The battle fought at Kinsale in the December of 1601 is unquestionably one of the most significant events in Irish history. Whether the general public is aware of this or not is another matter entirely, as both the primary school and junior certificate courses more or less gloss over the nine years war. In fact, the primary course goes into it in as much if not more detail as the junior certificate course. In many schools the nine years war will not be mentioned in the leaving certificate cycle as the c.1870 to 1970 course is by far the most popular for those studying history. As the public broadcaster then, RTE has a certain duty to educate the people about the importance of this battle. It also has, to my mind, a greater duty to make the battle and the events surrounding it entertaining so as to interest the average person watching.

The historian, however, must be aware that not everyone wants to listen to the labyrinthine moves and manoeuvres made by the war’s protagonists. The programme makers, for their part, must realise that one is rarely blessed with such potential for drama as Kinsale, when O’Neill and O’Donnell attempted to link up with 4,000 Spanish troops commanded by an aristocrat disdainful of the enterprise, and destroy a force under the command of a somewhat foppish but decidedly competent English lord.

RTE did, indeed, rise to the occasion and produced a documentary to mark the 400th anniversary of Kinsale. The questions for me are: Did it entertain? Did it educate? And was it accurate? Unfortunately, of the three questions I could only answer yes to one, and that yes would be a qualified yes.

The documentary itself runs approximately 50 minutes. It is interesting to note that the Spanish do not even “arrive” at Kinsale until about the 30th minute and that the battle does not begin until the 39th. It is slightly misleading, then, to say that this documentary is one about the battle of Kinsale, though it is supposed to be.

The great bulk of the programme deals with the events of the Nine Years' War which led to the battle.
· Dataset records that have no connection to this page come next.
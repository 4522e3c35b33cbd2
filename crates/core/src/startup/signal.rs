//! One-shot completion signal
//!
//! The loading screen fires it when its visible lifecycle ends. The
//! subscribed callback runs exactly once, whichever side arrives first.

use std::cell::{Cell, RefCell};
use std::rc::Rc;

type Callback = Box<dyn FnOnce()>;

#[derive(Clone, Default)]
pub struct CompletionSignal {
    callback: Rc<RefCell<Option<Callback>>>,
    fired: Rc<Cell<bool>>,
    delivered: Rc<Cell<bool>>,
}

impl CompletionSignal {
    pub fn new() -> Self {
        Self::default()
    }

    /// Register the completion callback; a second registration replaces
    /// an undelivered one and is ignored after delivery
    pub fn subscribe(&self, callback: Callback) {
        if self.delivered.get() {
            tracing::warn!("Completion callback registered after delivery, ignoring");
            return;
        }
        if self.fired.get() {
            self.delivered.set(true);
            callback();
            return;
        }
        *self.callback.borrow_mut() = Some(callback);
    }

    /// Signal completion; returns true if this call delivered the callback
    pub fn fire(&self) -> bool {
        if self.fired.replace(true) {
            return false;
        }
        let callback = self.callback.borrow_mut().take();
        match callback {
            Some(callback) => {
                self.delivered.set(true);
                callback();
                true
            }
            None => false,
        }
    }

    pub fn has_fired(&self) -> bool {
        self.fired.get()
    }
}
//! Native message dialogs

use gale_core::Notifier;
use rfd::{MessageButtons, MessageDialog, MessageLevel};

/// Notifier backed by the platform's modal message box
#[derive(Debug, Default, Clone, Copy)]
pub struct RfdNotifier;

impl RfdNotifier {
    fn show(level: MessageLevel, title: &str, message: &str) {
        tracing::debug!(title, "Showing message dialog");
        let _ = MessageDialog::new()
            .set_level(level)
            .set_title(title)
            .set_description(message)
            .set_buttons(MessageButtons::Ok)
            .show();
    }
}

impl Notifier for RfdNotifier {
    fn critical(&self, title: &str, message: &str) {
        Self::show(MessageLevel::Error, title, message);
    }

    fn warning(&self, title: &str, message: &str) {
        Self::show(MessageLevel::Warning, title, message);
    }

    fn info(&self, title: &str, message: &str) {
        Self::show(MessageLevel::Info, title, message);
    }
}
//! Deferred activation handler
//!
//! Runs once after the loading screen closes. Each task is isolated: an
//! error or panic is logged under the task's name and the next task runs
//! regardless.

use std::panic::{self, AssertUnwindSafe};
use std::rc::Rc;
use std::sync::Arc;

use crate::auth::AuthService;
use crate::data::DataManager;
use crate::error::Result;
use crate::logbook::{Level, LogContext};

use super::collaborators::{MainWindow, Notifier};

#[derive(Debug, Clone, Copy, PartialEq, Eq)]
pub enum ActivationTask {
    BindAuth,
    ShowWindow,
    UpdateCheck,
    FacilitySync,
    MemoryTelemetry,
}

impl ActivationTask {
    pub const ORDER: [ActivationTask; 5] = [
        ActivationTask::BindAuth,
        ActivationTask::ShowWindow,
        ActivationTask::UpdateCheck,
        ActivationTask::FacilitySync,
        ActivationTask::MemoryTelemetry,
    ];

    pub fn name(&self) -> &'static str {
        match self {
            ActivationTask::BindAuth => "bind authentication service",
            ActivationTask::ShowWindow => "show main window",
            ActivationTask::UpdateCheck => "update check",
            ActivationTask::FacilitySync => "dashboard initialization",
            ActivationTask::MemoryTelemetry => "memory monitoring",
        }
    }

    fn failure_category(&self) -> &'static str {
        match self {
            ActivationTask::BindAuth => "Authentication Binding Error",
            ActivationTask::ShowWindow => "Window Display Error",
            ActivationTask::UpdateCheck => "Update Check Error",
            ActivationTask::FacilitySync => "Dashboard Initialization Error",
            ActivationTask::MemoryTelemetry => "Memory Monitoring Error",
        }
    }

    fn failure_level(&self) -> Level {
        match self {
            ActivationTask::MemoryTelemetry => Level::Warning,
            _ => Level::Error,
        }
    }

    /// Non-blocking warning shown to the user on failure, if any
    fn user_warning(&self) -> Option<(&'static str, &'static str)> {
        match self {
            ActivationTask::FacilitySync => Some((
                "Dashboard Error",
                "Error initializing the dashboard. Some features may not work correctly.\n\n\
                 Please check the application log for details.",
            )),
            _ => None,
        }
    }
}

#[derive(Debug, Clone, PartialEq, Eq)]
pub enum TaskOutcome {
    Completed,
    /// Nothing to do (unsupported capability, no selection)
    Skipped,
    Failed(String),
}

#[derive(Debug, Clone, PartialEq, Eq)]
pub struct TaskReport {
    pub task: ActivationTask,
    pub outcome: TaskOutcome,
}

pub struct DeferredActivation {
    window: Rc<dyn MainWindow>,
    auth: Arc<AuthService>,
    data: Rc<dyn DataManager>,
    notifier: Rc<dyn Notifier>,
    log: LogContext,
}

impl DeferredActivation {
    pub fn new(
        window: Rc<dyn MainWindow>,
        auth: Arc<AuthService>,
        data: Rc<dyn DataManager>,
        notifier: Rc<dyn Notifier>,
        log: LogContext,
    ) -> Self {
        Self {
            window,
            auth,
            data,
            notifier,
            log,
        }
    }

    /// Run every task in order; consumes the handler
    pub fn run(self) -> Vec<TaskReport> {
        ActivationTask::ORDER
            .iter()
            .map(|&task| self.isolate(task))
            .collect()
    }

    fn isolate(&self, task: ActivationTask) -> TaskReport {
        let result = panic::catch_unwind(AssertUnwindSafe(|| self.run_task(task)));
        let failure = match result {
            Ok(Ok(outcome)) => {
                return TaskReport { task, outcome };
            }
            Ok(Err(e)) => e.to_string(),
            Err(payload) => format!("panic: {}", panic_message(payload.as_ref())),
        };

        self.log.log(
            task.failure_category(),
            &format!("Error during {}: {}", task.name(), failure),
            task.failure_level(),
        );
        if let Some((title, message)) = task.user_warning() {
            self.notifier.warning(title, message);
        }
        TaskReport {
            task,
            outcome: TaskOutcome::Failed(failure),
        }
    }

    fn run_task(&self, task: ActivationTask) -> Result<TaskOutcome> {
        match task {
            ActivationTask::BindAuth => {
                if self.window.bind_auth_service(self.auth.clone())? {
                    Ok(TaskOutcome::Completed)
                } else {
                    Ok(TaskOutcome::Skipped)
                }
            }
            ActivationTask::ShowWindow => {
                self.window.show()?;
                Ok(TaskOutcome::Completed)
            }
            ActivationTask::UpdateCheck => {
                self.window.check_for_updates()?;
                Ok(TaskOutcome::Completed)
            }
            ActivationTask::FacilitySync => self.sync_facility(),
            ActivationTask::MemoryTelemetry => {
                let report = self.data.memory_usage()?;
                self.log
                    .info("Memory Usage", &format!("Memory after startup: {report}"));
                Ok(TaskOutcome::Completed)
            }
        }
    }

    fn sync_facility(&self) -> Result<TaskOutcome> {
        let selected = self.window.facility_selector().current_facility()?;
        let Some(facility) = selected.filter(|f| !f.is_empty()) else {
            return Ok(TaskOutcome::Skipped);
        };

        self.window.dashboard().show_facility(&facility)?;
        if let Some(import) = self.window.import_view() {
            import.show_facility(&facility)?;
        }
        self.window.title_bar().show_facility(&facility)?;

        self.log.info(
            "Dashboard Initialization",
            &format!("Dashboard initialized for {facility}"),
        );
        Ok(TaskOutcome::Completed)
    }
}

pub(crate) fn panic_message(payload: &(dyn std::any::Any + Send)) -> String {
    if let Some(s) = payload.downcast_ref::<&str>() {
        (*s).to_string()
    } else if let Some(s) = payload.downcast_ref::<String>() {
        s.clone()
    } else {
        "unknown panic".to_string()
    }
}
These events are glossed over and no attempt is ever made to explain why the Irish lords in question rebelled. After an early appeal c. 1596 to Spain is mentioned, the programme turns to Irish treatment of Armada survivors. We are told that O’Neill, like other chiefs, killed the Spaniards washed up on the Irish coast in a show of loyalty to the crown. While this is true, the programme makes no mention of the fact the not all Armada survivors received this summary treatment from O’Neill. Indeed, the last letter the chief wrote before his death in 1616 was one seeking to gain Pedro Blanco a position from Philip III of Spain. Blanco had found a position in O’Neill’s service after having survived the Armada wreck and fought alongside him through the Nine Years' War. Twenty-eight years after first meeting, O’Neill was still making efforts on behalf of an Armada survivor.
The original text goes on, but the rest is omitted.